Si è sposata in carcere l’anarchica teramana Chiara Zenobi, originaria di Tortoreto, finita in carcere nei mesi scorsi nell’ambito dell’ondata di arresti per l’arresto al cantiere Tav di Chiomonte....
Si è sposata in carcere l’anarchica teramana Chiara Zenobi, originaria di Tortoreto, finita in carcere nei mesi scorsi nell’ambito dell’ondata di arresti per l’arresto al cantiere Tav di Chiomonte. La notizia si è diffusa ieri mattina nell'aula bunker delle Vallette, a Torino, dove è ripreso il processo per terrorismo a quattro No Tav. In quelst’occasione alcuni anarchici hanno depositato un mazzo di fiori (nella foto) sul banco degli imputati tra cui c’è anche la Zenobi.

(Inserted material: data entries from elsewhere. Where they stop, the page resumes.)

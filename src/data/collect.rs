use std::collections::HashSet;

use crate::data::model::ElementKind;
use crate::data::source::{Child, GroupHandle, LeafHandle};
use crate::error::ExtractError;

// ---------------------------------------------------------------------------
// Leaf collection: hierarchy → flat, traversal-ordered leaf list
// ---------------------------------------------------------------------------

/// One leaf found while walking the hierarchy.
#[derive(Debug)]
pub struct LeafEntry<L> {
    /// Fully-qualified, '/'-delimited path from the root. Unique by
    /// construction.
    pub path: String,
    /// Last path segment (the leaf's own name).
    pub name: String,
    pub kind: ElementKind,
    pub shape: Vec<usize>,
    pub leaf: L,
}

/// Walk the hierarchy under `root` and return every leaf whose element kind
/// is eligible (float, integer or structured), in traversal order: source
/// child order, depth-first, descending into a subgroup at its position in
/// the child list.
///
/// Uses an explicit work-stack so container depth cannot exhaust the call
/// stack, and a visited set keyed by group identity so a hard-link cycle
/// fails with [`ExtractError::MalformedHierarchy`] instead of looping.
pub fn collect_leaves<G: GroupHandle>(root: &G) -> Result<Vec<LeafEntry<G::Leaf>>, ExtractError> {
    let mut out = Vec::new();
    let mut visited: HashSet<u64> = HashSet::new();
    visited.insert(root.address());

    // Stack of (group path prefix, remaining children of that group).
    let mut stack = vec![(String::new(), children_of(root, "/")?.into_iter())];

    while !stack.is_empty() {
        let (prefix, entry) = {
            let top = stack.last_mut().unwrap();
            match top.1.next() {
                Some(child) => (top.0.clone(), child),
                None => {
                    stack.pop();
                    continue;
                }
            }
        };

        let (name, node) = entry;
        let path = format!("{prefix}/{name}");
        match node {
            Child::Group(group) => {
                if !visited.insert(group.address()) {
                    return Err(ExtractError::MalformedHierarchy {
                        path,
                        reason: "cyclic link revisits a group".into(),
                    });
                }
                let children = children_of(&group, &path)?;
                stack.push((path, children.into_iter()));
            }
            Child::Leaf(leaf) => {
                let kind = leaf.element_kind();
                if kind.is_eligible() {
                    out.push(LeafEntry {
                        path,
                        name,
                        kind,
                        shape: leaf.shape(),
                        leaf,
                    });
                }
            }
        }
    }

    log::debug!("collected {} eligible leaves", out.len());
    Ok(out)
}

fn children_of<G: GroupHandle>(
    group: &G,
    path: &str,
) -> Result<Vec<(String, Child<G, G::Leaf>)>, ExtractError> {
    group
        .children()
        .map_err(|e| ExtractError::MalformedHierarchy {
            path: path.to_string(),
            reason: e.to_string(),
        })
}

L'edificio, mercoledì sera, era stato il bersaglio di un blitz di una decina di antagonisti, con lancio di petardi e bombe carta, nel corso del quale un carabiniere era rimasto stordito e portato in ospedale . A giugno la Zenobi è stata assolta dal tribunale di Teramo dall’accusa di aver ostacolato una manifestazione autorizzata della Lega Nord. Il tribunale ha assolto la donna e gli altri dieci perchè il fatto non sussiste per quanto riguarda la manifestazione e perchè il fatto non costituisce reato per la distribuzione di alcuni volantini avvenuta quel giorno. Nel corso della ricostruzione è emerso che i promotori della manifestazione della Lega quel giorno decisero autonomamente di non fare il corteo dopo l’arrivo in piazza del gruppo degli anarchici. Recentemente al la donna, detenuta nel carcere di Rebibbia, è stata notificata un’altra ordinanza di custodia cautelare. La procura di Torino l’accusa, insieme ad altre 27 persone, di danneggiamento, interruzione di pubblico servizio, resistenza e violenza aggravata a pubblico ufficiale, sequestro di persona: nel mirino degli investigatori la campagna anti sfratti del movimento anarchico che negli ultimi due anni ha avuto come teatro alcuni quartieri periferici di Torino.